Meniere's Syndrome/Endolymphatic Hydrops
Meniere's disease or Meniere's syndrome is a potentially disabling condition involving varying degrees of fluctuating hearing loss, fluctuating tinnitus, episodic vertigo, and aural fullness (a feeling of fullness, pressure and discomfort in the ear). The syndrome may be idiopathic, in which case it is called Meniere's disease, or secondary to various processes that interfere with the normal resorption of endolymph (e.g., neurosyphilis, viral infections, trauma, congenital anomalies, etc.). The disease appears to strike most commonly persons between 30 and 60 years of age, with men and women affected equally. Incidence of the disease is approximately 250 per million populations. Patients with Meniere's disease have a progressive distention of the endolymphatic space of the inner ear, caused by fluid build-up of the endolymphatic space (endolymphatic hydrops), caused either by overproduction or reduced adsorption. The increased pressure exposes cochlear hair cells responsible for sensing movement and balance to progressive damage and paralysis, resulting in attacks of dizziness, often with nausea and vomiting.

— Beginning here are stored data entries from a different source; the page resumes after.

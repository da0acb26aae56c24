use crate::campaign::Campaign;
use crate::ledger::{ServingLedger, ServingRecord};
use crate::user::User;
use chrono::{DateTime, Duration, Utc};

/// Rule that can veto a campaign for a user based on serving history
/// Constraints hold no mutable state; everything they need arrives as arguments
pub trait ConstraintTrait: Send + Sync {
    /// Check whether serving `campaign` to `user` now would break this rule
    ///
    /// # Arguments
    /// * `campaign` - Candidate campaign
    /// * `user` - User the request is for
    /// * `user_history` - The user's most recent servings, newest first, bounded by the engine
    /// * `ledger` - Full serving ledger, for global windows
    /// * `now` - Evaluation time
    fn is_violated(&self, campaign: &Campaign, user: &User, user_history: &[ServingRecord], ledger: &ServingLedger, now: DateTime<Utc>) -> bool;

    /// Name used in diagnostics
    fn constraint_name(&self) -> &str;
}

/// Caps how often one campaign appears in a user's recent history
///
/// Only the bounded history the engine hands over is counted (10 records by
/// default), so this is a cap within that window, not a lifetime cap.
pub struct UserFrequencyConstraint {
    pub max_views: usize,
}

impl ConstraintTrait for UserFrequencyConstraint {
    fn is_violated(&self, campaign: &Campaign, _user: &User, user_history: &[ServingRecord], _ledger: &ServingLedger, _now: DateTime<Utc>) -> bool {
        let views = user_history.iter().filter(|record| record.campaign_id == campaign.campaign_id).count();
        views >= self.max_views
    }

    fn constraint_name(&self) -> &str {
        "UserFrequencyConstraint"
    }
}

/// Caps how often one campaign is served to anyone within a trailing window
pub struct GlobalFrequencyConstraint {
    pub max_views: usize,
    pub window: Duration,
}

impl ConstraintTrait for GlobalFrequencyConstraint {
    fn is_violated(&self, campaign: &Campaign, _user: &User, _user_history: &[ServingRecord], ledger: &ServingLedger, now: DateTime<Utc>) -> bool {
        ledger.count_by_campaign_since(&campaign.campaign_id, now - self.window) >= self.max_views
    }

    fn constraint_name(&self) -> &str {
        "GlobalFrequencyConstraint"
    }
}

#[cfg(test)]
mod tests {
    use super::*;
    use crate::campaign::CampaignTargeting;
    use chrono::{NaiveDate, TimeZone};

    fn t0() -> DateTime<Utc> {
        Utc.with_ymd_and_hms(2024, 3, 1, 9, 0, 0).unwrap()
    }

    fn campaign(id: &str) -> Campaign {
        Campaign {
            campaign_id: id.to_string(),
            advertiser_id: "ADV_1".to_string(),
            bid_amount: 10.0,
            url: "https://example.com".to_string(),
            content_type: "banner".to_string(),
            targeting: CampaignTargeting::age(25),
            active: true,
            sequence: 1,
        }
    }

    fn user() -> User {
        User::new("john_25".to_string(), NaiveDate::from_ymd_opt(1998, 5, 15).unwrap(), "male".to_string())
    }

    #[test]
    fn test_user_frequency_blocks_at_cap_not_before() {
        let constraint = UserFrequencyConstraint { max_views: 10 };
        let ledger = ServingLedger::new();
        for served in 0..12 {
            let history = ledger.query_by_user("john_25", 10);
            let violated = constraint.is_violated(&campaign("CAMP_1"), &user(), &history, &ledger, t0());
            assert_eq!(violated, served >= 10, "after {} servings", served);
            ledger.append("CAMP_1", "john_25", t0());
        }
    }

    #[test]
    fn test_user_frequency_only_counts_the_bounded_window() {
        let constraint = UserFrequencyConstraint { max_views: 10 };
        let ledger = ServingLedger::new();
        for _ in 0..10 {
            ledger.append("CAMP_1", "john_25", t0());
        }
        // One serving of another campaign pushes a CAMP_1 record out of the window
        ledger.append("CAMP_2", "john_25", t0());

        let history = ledger.query_by_user("john_25", 10);
        assert!(!constraint.is_violated(&campaign("CAMP_1"), &user(), &history, &ledger, t0()));
    }

    #[test]
    fn test_global_frequency_window_slides() {
        let constraint = GlobalFrequencyConstraint { max_views: 5, window: Duration::minutes(1) };
        let ledger = ServingLedger::new();
        for i in 0..5 {
            ledger.append("CAMP_1", &format!("user_{}", i), t0() + Duration::seconds(i * 10));
        }
        let now = t0() + Duration::seconds(45);
        assert!(constraint.is_violated(&campaign("CAMP_1"), &user(), &[], &ledger, now));
        assert!(!constraint.is_violated(&campaign("CAMP_2"), &user(), &[], &ledger, now));

        // The first record falls out once the minute has passed
        let later = t0() + Duration::seconds(61);
        assert!(!constraint.is_violated(&campaign("CAMP_1"), &user(), &[], &ledger, later));
    }
}
//! Differentiable tensor operations.
//!
//! Each operation computes its forward result, then records a `GradFn` to
//! the thread-local graph when gradient tracking is enabled and at least
//! one input requires gradients.

use std::sync::Arc;

use super::grad_fn::{
    AddBackward, BroadcastAddBackward, MatmulBackward, MeanAxis0Backward, MulScalarBackward,
    ReluBackward, StackBackward, SubBackward, SumBackward, TransposeBackward,
    ViewBackward,
};
use super::tensor::Tensor;
use super::{is_grad_enabled, with_graph};

impl Tensor {
    /// Element-wise addition: z = self + other.
    ///
    /// # Panics
    ///
    /// Panics if shapes differ.
    #[must_use]
    pub fn add(&self, other: &Tensor) -> Tensor {
        assert_eq!(
            self.shape(),
            other.shape(),
            "add requires matching shapes: {:?} vs {:?}",
            self.shape(),
            other.shape()
        );

        let data: Vec<f32> = self
            .data()
            .iter()
            .zip(other.data().iter())
            .map(|(&a, &b)| a + b)
            .collect();
        let mut result = Tensor::new(&data, self.shape());

        if is_grad_enabled() && (self.requires_grad_enabled() || other.requires_grad_enabled()) {
            result.requires_grad_(true);
            let grad_fn = Arc::new(AddBackward);
            result.set_grad_fn(grad_fn.clone());

            with_graph(|graph| {
                graph.register_tensor(self.clone());
                graph.register_tensor(other.clone());
                graph.record(result.id(), grad_fn, vec![self.id(), other.id()]);
            });
        }

        result
    }

    /// Element-wise subtraction: z = self - other.
    #[must_use]
    pub fn sub(&self, other: &Tensor) -> Tensor {
        assert_eq!(
            self.shape(),
            other.shape(),
            "sub requires matching shapes: {:?} vs {:?}",
            self.shape(),
            other.shape()
        );

        let data: Vec<f32> = self
            .data()
            .iter()
            .zip(other.data().iter())
            .map(|(&a, &b)| a - b)
            .collect();
        let mut result = Tensor::new(&data, self.shape());

        if is_grad_enabled() && (self.requires_grad_enabled() || other.requires_grad_enabled()) {
            result.requires_grad_(true);
            let grad_fn = Arc::new(SubBackward);
            result.set_grad_fn(grad_fn.clone());

            with_graph(|graph| {
                graph.register_tensor(self.clone());
                graph.register_tensor(other.clone());
                graph.record(result.id(), grad_fn, vec![self.id(), other.id()]);
            });
        }

        result
    }

    /// Scalar multiplication: z = self * scalar.
    #[must_use]
    pub fn mul_scalar(&self, scalar: f32) -> Tensor {
        let data: Vec<f32> = self.data().iter().map(|&a| a * scalar).collect();
        let mut result = Tensor::new(&data, self.shape());

        if is_grad_enabled() && self.requires_grad_enabled() {
            result.requires_grad_(true);
            let grad_fn = Arc::new(MulScalarBackward { scalar });
            result.set_grad_fn(grad_fn.clone());

            with_graph(|graph| {
                graph.register_tensor(self.clone());
                graph.record(result.id(), grad_fn, vec![self.id()]);
            });
        }

        result
    }

    /// `ReLU` activation: z = max(0, self).
    #[must_use]
    pub fn relu(&self) -> Tensor {
        let data: Vec<f32> = self.data().iter().map(|&a| a.max(0.0)).collect();
        let mut result = Tensor::new(&data, self.shape());

        if is_grad_enabled() && self.requires_grad_enabled() {
            result.requires_grad_(true);
            let grad_fn = Arc::new(ReluBackward { x: self.clone() });
            result.set_grad_fn(grad_fn.clone());

            with_graph(|graph| {
                graph.register_tensor(self.clone());
                graph.record(result.id(), grad_fn, vec![self.id()]);
            });
        }

        result
    }

    /// Sum of all elements: z = sum(self), shape [1].
    #[must_use]
    pub fn sum(&self) -> Tensor {
        let total: f32 = self.data().iter().sum();
        let mut result = Tensor::new(&[total], &[1]);

        if is_grad_enabled() && self.requires_grad_enabled() {
            result.requires_grad_(true);
            let grad_fn = Arc::new(SumBackward {
                input_shape: self.shape().to_vec(),
            });
            result.set_grad_fn(grad_fn.clone());

            with_graph(|graph| {
                graph.register_tensor(self.clone());
                graph.record(result.id(), grad_fn, vec![self.id()]);
            });
        }

        result
    }

    /// Reshape to `new_shape`; element count must match.
    #[must_use]
    pub fn view(&self, new_shape: &[usize]) -> Tensor {
        let old_numel: usize = self.shape().iter().product();
        let new_numel: usize = new_shape.iter().product();
        assert_eq!(
            old_numel, new_numel,
            "view: element count must match ({old_numel} vs {new_numel})"
        );

        let mut result = Tensor::new(self.data(), new_shape);

        if is_grad_enabled() && self.requires_grad_enabled() {
            result.requires_grad_(true);
            let grad_fn = Arc::new(ViewBackward {
                input_shape: self.shape().to_vec(),
            });
            result.set_grad_fn(grad_fn.clone());

            with_graph(|graph| {
                graph.register_tensor(self.clone());
                graph.record(result.id(), grad_fn, vec![self.id()]);
            });
        }

        result
    }

    /// Transpose a 2-D tensor.
    #[must_use]
    pub fn transpose(&self) -> Tensor {
        assert_eq!(self.ndim(), 2, "transpose requires a 2-D tensor");

        let (rows, cols) = (self.shape()[0], self.shape()[1]);
        let mut data = vec![0.0; rows * cols];
        for i in 0..rows {
            for j in 0..cols {
                data[j * rows + i] = self.data()[i * cols + j];
            }
        }

        let mut result = Tensor::new(&data, &[cols, rows]);

        if is_grad_enabled() && self.requires_grad_enabled() {
            result.requires_grad_(true);
            let grad_fn = Arc::new(TransposeBackward);
            result.set_grad_fn(grad_fn.clone());

            with_graph(|graph| {
                graph.register_tensor(self.clone());
                graph.record(result.id(), grad_fn, vec![self.id()]);
            });
        }

        result
    }

    /// Matrix multiplication for 2-D tensors: z = self @ other.
    #[must_use]
    pub fn matmul(&self, other: &Tensor) -> Tensor {
        assert_eq!(self.ndim(), 2, "matmul requires 2-D tensors");
        assert_eq!(other.ndim(), 2, "matmul requires 2-D tensors");

        let (n, k1) = (self.shape()[0], self.shape()[1]);
        let (k2, p) = (other.shape()[0], other.shape()[1]);
        assert_eq!(k1, k2, "matmul dimension mismatch: {k1} vs {k2}");

        let a = self.data();
        let b = other.data();
        let mut data = vec![0.0; n * p];
        for i in 0..n {
            for j in 0..p {
                let mut acc = 0.0;
                for k in 0..k1 {
                    acc += a[i * k1 + k] * b[k * p + j];
                }
                data[i * p + j] = acc;
            }
        }

        let mut result = Tensor::new(&data, &[n, p]);

        if is_grad_enabled() && (self.requires_grad_enabled() || other.requires_grad_enabled()) {
            result.requires_grad_(true);
            let grad_fn = Arc::new(MatmulBackward {
                x: self.clone(),
                y: other.clone(),
            });
            result.set_grad_fn(grad_fn.clone());

            with_graph(|graph| {
                graph.register_tensor(self.clone());
                graph.register_tensor(other.clone());
                graph.record(result.id(), grad_fn, vec![self.id(), other.id()]);
            });
        }

        result
    }

    /// Broadcast addition: matrix [n, m] + vector [m], over rows.
    #[must_use]
    pub fn broadcast_add(&self, other: &Tensor) -> Tensor {
        assert_eq!(self.ndim(), 2, "broadcast_add requires a 2-D matrix");
        assert_eq!(other.ndim(), 1, "broadcast_add requires a 1-D vector");
        assert_eq!(
            self.shape()[1],
            other.shape()[0],
            "matrix columns {} must match vector length {}",
            self.shape()[1],
            other.shape()[0]
        );

        let (rows, cols) = (self.shape()[0], self.shape()[1]);
        let mut data = vec![0.0; rows * cols];
        for i in 0..rows {
            for j in 0..cols {
                data[i * cols + j] = self.data()[i * cols + j] + other.data()[j];
            }
        }

        let mut result = Tensor::new(&data, self.shape());

        if is_grad_enabled() && (self.requires_grad_enabled() || other.requires_grad_enabled()) {
            result.requires_grad_(true);
            let grad_fn = Arc::new(BroadcastAddBackward { rows, cols });
            result.set_grad_fn(grad_fn.clone());

            with_graph(|graph| {
                graph.register_tensor(self.clone());
                graph.register_tensor(other.clone());
                graph.record(result.id(), grad_fn, vec![self.id(), other.id()]);
            });
        }

        result
    }

    /// Stack tensors of identical shape along a new leading axis.
    ///
    /// This is how per-model logits `(batch, classes)` become a logits
    /// stack `(models, batch, classes)`.
    ///
    /// # Panics
    ///
    /// Panics if `parts` is empty or the shapes differ — an ensemble whose
    /// members disagree on output shape fails here.
    #[must_use]
    pub fn stack(parts: &[Tensor]) -> Tensor {
        assert!(!parts.is_empty(), "stack requires at least one tensor");
        let part_shape = parts[0].shape().to_vec();
        for part in parts {
            assert_eq!(
                part.shape(),
                &part_shape[..],
                "stack requires identical shapes: {:?} vs {:?}",
                part.shape(),
                part_shape
            );
        }

        let part_len: usize = part_shape.iter().product();
        let mut data = Vec::with_capacity(parts.len() * part_len);
        for part in parts {
            data.extend_from_slice(part.data());
        }

        let mut out_shape = vec![parts.len()];
        out_shape.extend_from_slice(&part_shape);
        let mut result = Tensor::new(&data, &out_shape);

        let any_grad = parts.iter().any(Tensor::requires_grad_enabled);
        if is_grad_enabled() && any_grad {
            result.requires_grad_(true);
            let grad_fn = Arc::new(StackBackward {
                num_parts: parts.len(),
                part_shape,
            });
            result.set_grad_fn(grad_fn.clone());

            with_graph(|graph| {
                let mut input_ids = Vec::with_capacity(parts.len());
                for part in parts {
                    graph.register_tensor(part.clone());
                    input_ids.push(part.id());
                }
                graph.record(result.id(), grad_fn, input_ids);
            });
        }

        result
    }

    /// Mean over the leading axis: [m, ...] -> [...].
    #[must_use]
    pub fn mean_axis0(&self) -> Tensor {
        assert!(
            self.ndim() >= 2,
            "mean_axis0 requires at least 2 dimensions"
        );

        let m = self.shape()[0];
        let inner: usize = self.shape()[1..].iter().product();
        let mut data = vec![0.0; inner];
        for slice in 0..m {
            for i in 0..inner {
                data[i] += self.data()[slice * inner + i];
            }
        }
        for v in &mut data {
            *v /= m as f32;
        }

        let mut result = Tensor::new(&data, &self.shape()[1..]);

        if is_grad_enabled() && self.requires_grad_enabled() {
            result.requires_grad_(true);
            let grad_fn = Arc::new(MeanAxis0Backward {
                input_shape: self.shape().to_vec(),
            });
            result.set_grad_fn(grad_fn.clone());

            with_graph(|graph| {
                graph.register_tensor(self.clone());
                graph.record(result.id(), grad_fn, vec![self.id()]);
            });
        }

        result
    }
}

Early in the course of disease, these attacks are usually brief (lasting 1 hour or so), as the damage to the cochlear hair cells is temporary and the hair cells resume normal function when the hydrops resolves. Chronic repetitive attacks may lead to irreversible damage to the hair cells, and hearing loss can become permanent. The hearing loss and tinnitus are usually unilateral, although up to a quarter of patients may go on to develop a severe bilateral disorder.
Trans-tympanic electrocochleography (ECOG) can be used to confirm cochlear involvement in hearing loss, and is an objective test for endolymphatic hydrops. Electrocochleography measures the ratio of the summating potential (SP) and the action potential (AP) on the most peripheral portion of the auditory system in response to auditory stimuli. The AP is the summed or averaged activity of the APs of the auditory nerve, which are elicited by acoustic stimulation. The SP is generated by the hair cells of the cochlea in response to acoustic stimulation. Surface electrodes, such as those used in auditory brainstem response, can not record these potentials; electrodes must be placed on or through the tympanic membrane. In ECOG, a fine needle is passed through an anesthetized tympanic membrane and placed in contact with the cochlear hair cells of the inner ear in order to record electrical activity from these cells. The ear is exposed to a train of about 1,000 click or tonal stimuli, and APs from auditory neurons are recorded for 10 milliseconds after each click. This information is recorded and summated by computer. Patients with endolymphatic hydrops have abnormal waveforms (widening of the waveform with multiple peaks). Endolymphatic hydrops is suggested when the ratio of the summating potential to the AP is greater than 35 %.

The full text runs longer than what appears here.